Be careful though...when talking to yourself, it must be positive. If speaking to yourself negatively, you may be doing more damage than you think and you will keep yourself in that vicious cycle. To be positive, you must learn to turn negative thoughts into positive ones.



Transforming Negative Self-Talk: Exercises for Positive Thinking

An enjoyable way to practice this skill is to create a T-table on a piece of paper (or in a word document on your tablet/computer) and list 10 negative thoughts about yourself on the left side. These could be related to how you handle situations, skills you have, or self-comments.

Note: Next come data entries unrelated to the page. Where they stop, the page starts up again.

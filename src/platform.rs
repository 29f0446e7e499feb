use crate::types::Distribution;
use std::path::Path;

/// The OS and architecture this process runs on, in `std::env::consts` terms.
///
/// Every vendor-specific spelling of the platform is derived from this value,
/// so the installer can be pointed at a different host in tests.
#[derive(Debug, Clone, PartialEq, Eq)]
pub struct HostPlatform {
    pub os: String,
    pub arch: String,
}

impl HostPlatform {
    pub fn detect() -> Self {
        Self::new(std::env::consts::OS, std::env::consts::ARCH)
    }

    pub fn new(os: impl Into<String>, arch: impl Into<String>) -> Self {
        Self {
            os: os.into(),
            arch: arch.into(),
        }
    }

    pub fn is_windows(&self) -> bool {
        self.os == "windows"
    }

    pub fn is_macos(&self) -> bool {
        self.os == "macos"
    }

    /// Architecture name used when the user does not pass one.
    pub fn default_arch(&self) -> String {
        match self.arch.as_str() {
            "x86_64" => "x64".to_string(),
            "aarch64" => "aarch64".to_string(),
            "x86" => "x86".to_string(),
            other => other.to_string(),
        }
    }

    /// Operating system name in the vendor's catalog vocabulary.
    pub fn catalog_os(&self, distribution: Distribution) -> String {
        match (distribution, self.os.as_str()) {
            (Distribution::Adopt, "macos") => "mac".to_string(),
            (Distribution::Zulu, "macos") => "macos".to_string(),
            (_, "windows") => "windows".to_string(),
            (_, os) => os.to_string(),
        }
    }

    /// Architecture name and bitness in the vendor's catalog vocabulary.
    pub fn catalog_arch(&self, distribution: Distribution, arch: &str) -> (String, u8) {
        match distribution {
            Distribution::Adopt => match arch {
                "x86" => ("x32".to_string(), 32),
                "x32" | "arm" => (arch.to_string(), 32),
                other => (other.to_string(), 64),
            },
            Distribution::Zulu => match arch {
                "x64" | "x86_64" | "amd64" => ("x86".to_string(), 64),
                "x86" | "x32" => ("x86".to_string(), 32),
                "aarch64" | "arm64" => ("arm".to_string(), 64),
                "arm" => ("arm".to_string(), 32),
                other => (other.to_string(), 64),
            },
        }
    }

    pub fn archive_extension(&self) -> &'static str {
        if self.is_windows() {
            "zip"
        } else {
            "tar.gz"
        }
    }

    /// Directory inside an extracted JDK that holds the actual runtime root.
    pub fn nested_content_dir(&self) -> Option<&'static Path> {
        if self.is_macos() {
            Some(Path::new("Contents/Home"))
        } else {
            None
        }
    }
}

impl Default for HostPlatform {
    fn default() -> Self {
        Self::detect()
    }
}
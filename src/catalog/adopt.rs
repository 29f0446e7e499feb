//! AdoptOpenJDK API v3 client.
//!
//! The assets endpoints are paginated without a page count, so pages are read
//! until the API answers 404. When the requested range pins a single major
//! version that the `available_releases` index knows about, only that feature
//! release is enumerated; otherwise every version is scanned.

use super::{build_url, decode_records, CatalogQuery, ReleaseCatalog};
use crate::error::{SetupError, TransportError};
use crate::transport::Transport;
use crate::types::{Distribution, ReleaseDescriptor};
use crate::version::{parse_version, VersionSpec};
use async_trait::async_trait;
use serde::Deserialize;
use std::sync::Arc;

const PAGE_SIZE: u32 = 20;
const FULL_RANGE_PATH: &str = "/assets/version/%5B1.0,100.0%5D";

#[derive(Debug, Deserialize)]
struct AdoptRelease {
    version_data: AdoptVersionData,
    #[serde(default)]
    binaries: Vec<AdoptBinary>,
}

#[derive(Debug, Deserialize)]
struct AdoptVersionData {
    semver: String,
    #[serde(default)]
    major: Option<u64>,
}

#[derive(Debug, Deserialize)]
struct AdoptBinary {
    package: AdoptPackage,
}

#[derive(Debug, Deserialize)]
struct AdoptPackage {
    link: String,
}

/// The version endpoints answer with a bare array; older deployments wrapped
/// it in an object.
#[derive(Debug, Deserialize)]
#[serde(untagged)]
enum AdoptPage {
    Bare(Vec<serde_json::Value>),
    Wrapped { versions: Vec<serde_json::Value> },
}

impl AdoptPage {
    fn into_items(self) -> Vec<serde_json::Value> {
        match self {
            AdoptPage::Bare(items) => items,
            AdoptPage::Wrapped { versions } => versions,
        }
    }
}

#[derive(Debug, Deserialize)]
struct AvailableReleases {
    available_releases: Vec<u64>,
}

pub struct AdoptCatalog {
    transport: Arc<dyn Transport>,
    base_url: String,
}

impl AdoptCatalog {
    pub fn new(transport: Arc<dyn Transport>, base_url: &str) -> Self {
        Self {
            transport,
            base_url: base_url.trim_end_matches('/').to_string(),
        }
    }

    fn unavailable(source: TransportError) -> SetupError {
        SetupError::CatalogUnavailable {
            distribution: Distribution::Adopt.display_name().to_string(),
            source,
        }
    }

    async fn available_majors(&self) -> Result<Vec<u64>, TransportError> {
        let url = build_url(&self.base_url, "/info/available_releases", &[]);
        let body = self.transport.get_json(&url).await?;
        let index: AvailableReleases =
            serde_json::from_value(body).map_err(|e| TransportError::Decode {
                url,
                message: e.to_string(),
            })?;
        Ok(index.available_releases)
    }

    /// Major version to restrict the scan to, if the index allows it.
    async fn narrowed_major(&self, spec: &VersionSpec) -> Option<u64> {
        let major = spec.fixed_major().or_else(|| spec.early_access_major())?;
        match self.available_majors().await {
            Ok(majors) if majors.contains(&major) => {
                tracing::debug!("Narrowing AdoptOpenJDK search to feature release {}", major);
                Some(major)
            }
            Ok(majors) => {
                tracing::debug!(
                    "Major version {} is not in the available releases {:?}, scanning all versions",
                    major,
                    majors
                );
                None
            }
            Err(e) => {
                tracing::warn!("Could not read the AdoptOpenJDK major version index: {}", e);
                None
            }
        }
    }

    fn page_params(query: &CatalogQuery, page: u32) -> Vec<(&'static str, String)> {
        vec![
            ("architecture", query.architecture.clone()),
            ("heap_size", "normal".to_string()),
            ("image_type", query.package_type.to_string()),
            ("jvm_impl", "hotspot".to_string()),
            ("os", query.os.clone()),
            ("project", "jdk".to_string()),
            ("vendor", "adoptopenjdk".to_string()),
            ("sort_method", "DEFAULT".to_string()),
            ("sort_order", "DESC".to_string()),
            ("page_size", PAGE_SIZE.to_string()),
            ("page", page.to_string()),
        ]
    }

    async fn fetch_page(&self, url: &str) -> Result<Vec<serde_json::Value>, TransportError> {
        let body = self.transport.get_json(url).await?;
        let page: AdoptPage = serde_json::from_value(body).map_err(|e| TransportError::Decode {
            url: url.to_string(),
            message: e.to_string(),
        })?;
        Ok(page.into_items())
    }

    /// Reads pages from 0 upward until the API reports there are no more.
    async fn paginate(
        &self,
        path: &str,
        query: &CatalogQuery,
    ) -> Result<Vec<AdoptRelease>, SetupError> {
        let mut page = 0u32;
        let mut releases = Vec::new();

        loop {
            let url = build_url(&self.base_url, path, &Self::page_params(query, page));
            match self.fetch_page(&url).await {
                Ok(items) if items.is_empty() => break,
                Ok(items) => {
                    tracing::debug!("Read {} releases from page {}", items.len(), page);
                    releases.extend(decode_records::<AdoptRelease>(Distribution::Adopt, items));
                    page += 1;
                }
                Err(e) if e.is_not_found() => {
                    tracing::debug!("No more AdoptOpenJDK pages after page {}", page);
                    break;
                }
                Err(e) if page == 0 => return Err(Self::unavailable(e)),
                Err(e) => {
                    tracing::warn!(
                        "Stopping AdoptOpenJDK enumeration at page {}: {}. Continuing with {} releases",
                        page,
                        e,
                        releases.len()
                    );
                    break;
                }
            }
        }

        Ok(releases)
    }
}

#[async_trait]
impl ReleaseCatalog for AdoptCatalog {
    fn distribution(&self) -> Distribution {
        Distribution::Adopt
    }

    async fn list_releases(
        &self,
        spec: &VersionSpec,
        query: &CatalogQuery,
    ) -> Result<Vec<ReleaseDescriptor>, SetupError> {
        let path = match self.narrowed_major(spec).await {
            Some(major) => {
                let release_type = if spec.is_prerelease() { "ea" } else { "ga" };
                format!("/assets/feature_releases/{}/{}", major, release_type)
            }
            None => FULL_RANGE_PATH.to_string(),
        };

        let releases = self.paginate(&path, query).await?;
        let total = releases.len();
        let descriptors: Vec<ReleaseDescriptor> = releases
            .into_iter()
            .filter_map(|release| {
                // binaries are already filtered by os/arch/image type, so the first one is ours
                let binary = release.binaries.into_iter().next()?;
                let major = release
                    .version_data
                    .major
                    .or_else(|| parse_version(&release.version_data.semver).map(|v| v.major));
                let descriptor = ReleaseDescriptor::new(release.version_data.semver, binary.package.link);
                Some(match major {
                    Some(major) => descriptor.with_major(major),
                    None => descriptor,
                })
            })
            .collect();

        tracing::info!(
            "Found {} AdoptOpenJDK releases with binaries for {}/{} ({} listed)",
            descriptors.len(),
            query.os,
            query.architecture,
            total
        );
        Ok(descriptors)
    }
}

#[cfg(test)]
mod tests {
    use super::*;
    use crate::transport::stub::StubTransport;
    use crate::types::PackageType;
    use serde_json::json;

    const BASE: &str = "https://api.adopt.test/v3";

    fn query() -> CatalogQuery {
        CatalogQuery {
            os: "linux".to_string(),
            architecture: "x64".to_string(),
            bitness: 64,
            package_type: PackageType::Jdk,
            archive_extension: "tar.gz".to_string(),
        }
    }

    fn record(semver: &str) -> serde_json::Value {
        json!({
            "release_name": format!("jdk-{}", semver),
            "version_data": { "semver": semver, "major": semver.split('.').next().unwrap().parse::<u64>().unwrap() },
            "binaries": [{ "package": { "link": format!("https://dl.test/{}.tar.gz", semver), "name": "jdk.tar.gz" } }]
        })
    }

    fn spec(s: &str) -> VersionSpec {
        VersionSpec::normalize(s).unwrap()
    }

    #[tokio::test]
    async fn test_pages_are_read_until_failure() {
        let transport = Arc::new(
            StubTransport::new()
                .status("/info/available_releases", 503)
                .json("page=0", json!([record("16.0.1+9"), record("15.0.2+7")]))
                .json("page=1", json!([record("11.0.10+9"), record("11.0.9+11")]))
                .status("page=2", 500),
        );
        let catalog = AdoptCatalog::new(transport.clone(), BASE);

        let releases = catalog.list_releases(&spec("x"), &query()).await.unwrap();
        let versions: Vec<_> = releases.iter().map(|r| r.version.as_str()).collect();
        assert_eq!(versions, ["16.0.1+9", "15.0.2+7", "11.0.10+9", "11.0.9+11"]);

        let pages: Vec<_> = transport
            .calls()
            .into_iter()
            .filter(|url| url.contains(FULL_RANGE_PATH))
            .collect();
        assert_eq!(pages.len(), 3);
        assert!(pages[0].ends_with("page=0"));
        assert!(pages[2].ends_with("page=2"));
    }

    #[tokio::test]
    async fn test_not_found_ends_enumeration() {
        let transport = Arc::new(
            StubTransport::new()
                .json("page=0", json!({ "versions": [record("11.0.10+9")] }))
                .status("page=1", 404),
        );
        let catalog = AdoptCatalog::new(transport, BASE);

        let releases = catalog.list_releases(&spec(">=11"), &query()).await.unwrap();
        assert_eq!(releases.len(), 1);
        assert_eq!(releases[0].major, Some(11));
        assert_eq!(releases[0].download_link, "https://dl.test/11.0.10+9.tar.gz");
    }

    #[tokio::test]
    async fn test_first_page_failure_is_fatal() {
        let transport = Arc::new(StubTransport::new().status("page=0", 502));
        let catalog = AdoptCatalog::new(transport, BASE);

        let err = catalog.list_releases(&spec("11"), &query()).await.unwrap_err();
        assert!(matches!(err, SetupError::CatalogUnavailable { .. }));
    }

    #[tokio::test]
    async fn test_first_page_not_found_is_empty() {
        let transport = Arc::new(StubTransport::new().status("page=0", 404));
        let catalog = AdoptCatalog::new(transport, BASE);

        let releases = catalog.list_releases(&spec("11"), &query()).await.unwrap();
        assert!(releases.is_empty());
    }

    #[tokio::test]
    async fn test_major_index_narrows_search() {
        let transport = Arc::new(
            StubTransport::new()
                .json(
                    "/info/available_releases",
                    json!({ "available_releases": [8, 11, 16], "most_recent_feature_release": 16 }),
                )
                .status("page=1", 404)
                .json("/assets/feature_releases/11/ga", json!([record("11.0.10+9")])),
        );
        let catalog = AdoptCatalog::new(transport.clone(), BASE);

        let releases = catalog.list_releases(&spec("11"), &query()).await.unwrap();
        assert_eq!(releases.len(), 1);

        let calls = transport.calls();
        assert!(calls[1].starts_with(&format!("{}/assets/feature_releases/11/ga?", BASE)));
        assert!(calls[1].contains("architecture=x64"));
        assert!(calls[1].contains("image_type=jdk"));
        assert!(calls[1].contains("os=linux"));
        assert!(calls[1].contains("vendor=adoptopenjdk"));
        assert!(calls[1].contains("page_size=20"));
        assert!(calls.iter().all(|url| !url.contains(FULL_RANGE_PATH)));
    }

    #[tokio::test]
    async fn test_early_access_narrows_to_ea_feature_release() {
        let transport = Arc::new(
            StubTransport::new()
                .json(
                    "/info/available_releases",
                    json!({ "available_releases": [11, 14], "most_recent_feature_release": 14 }),
                )
                .status("page=1", 404)
                .json(
                    "/assets/feature_releases/14/ea",
                    json!([record("14.0.0-ea.36"), record("14.0.0-ea.35")]),
                ),
        );
        let catalog = AdoptCatalog::new(transport.clone(), BASE);

        let releases = catalog.list_releases(&spec("14-ea"), &query()).await.unwrap();
        assert_eq!(releases.len(), 2);
        assert_eq!(releases[0].version, "14.0.0-ea.36");

        let calls = transport.calls();
        assert!(calls[1].starts_with(&format!("{}/assets/feature_releases/14/ea?", BASE)));
        assert!(calls.iter().all(|url| !url.contains(FULL_RANGE_PATH)));
    }

    #[tokio::test]
    async fn test_unknown_major_falls_back_to_full_scan() {
        let transport = Arc::new(
            StubTransport::new()
                .json("/info/available_releases", json!({ "available_releases": [8, 11] }))
                .json("page=0", json!([record("11.0.10+9")]))
                .status("page=1", 404),
        );
        let catalog = AdoptCatalog::new(transport.clone(), BASE);

        catalog.list_releases(&spec("12"), &query()).await.unwrap();
        assert!(transport.calls()[1].contains(FULL_RANGE_PATH));
    }

    #[tokio::test]
    async fn test_releases_without_binaries_and_malformed_records_are_dropped() {
        let transport = Arc::new(
            StubTransport::new()
                .json(
                    "page=0",
                    json!([
                        record("11.0.10+9"),
                        { "version_data": { "semver": "11.0.9+11" }, "binaries": [] },
                        { "unexpected": true }
                    ]),
                )
                .status("page=1", 404),
        );
        let catalog = AdoptCatalog::new(transport, BASE);

        let releases = catalog.list_releases(&spec(">=11"), &query()).await.unwrap();
        let versions: Vec<_> = releases.iter().map(|r| r.version.as_str()).collect();
        assert_eq!(versions, ["11.0.10+9"]);
    }
}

Then, rephrase these thoughts positively on the right side. Use the positive statements to replace the negative ones when talking to yourself for a set period. It could be 7 days, maybe 14 days—choose a duration that suits your needs and stick to it.


An effective exercise is to generate 3 to 5 positive thoughts for each negative thought you have about yourself. Spend at least 20 to 30 seconds reflecting on each positive thought before moving on to the next one.


Acknowledge both positive and negative thoughts, as they are reflections of your emotions. Remember, your feelings deserve recognition because they are real and valid for you. No one else can invalidate them since they are not their feelings.


Avoid trying to suppress your negative thoughts or emotions. This is a common coping mechanism that many people, myself included, experience. Work through it.



Identify your emotions for what they truly are, but avoid fixating on them, as this can lead to the same harmful cycle you're attempting to escape. Move forward.


Conclusion

Confidence manifests in various forms, each interconnected with the others. Enhancing your self-confidence can be draining if you feel trapped by your own mental obstacles. Developing confidence frequently involves placing yourself in uncomfortable situations and learning to navigate those challenging moments.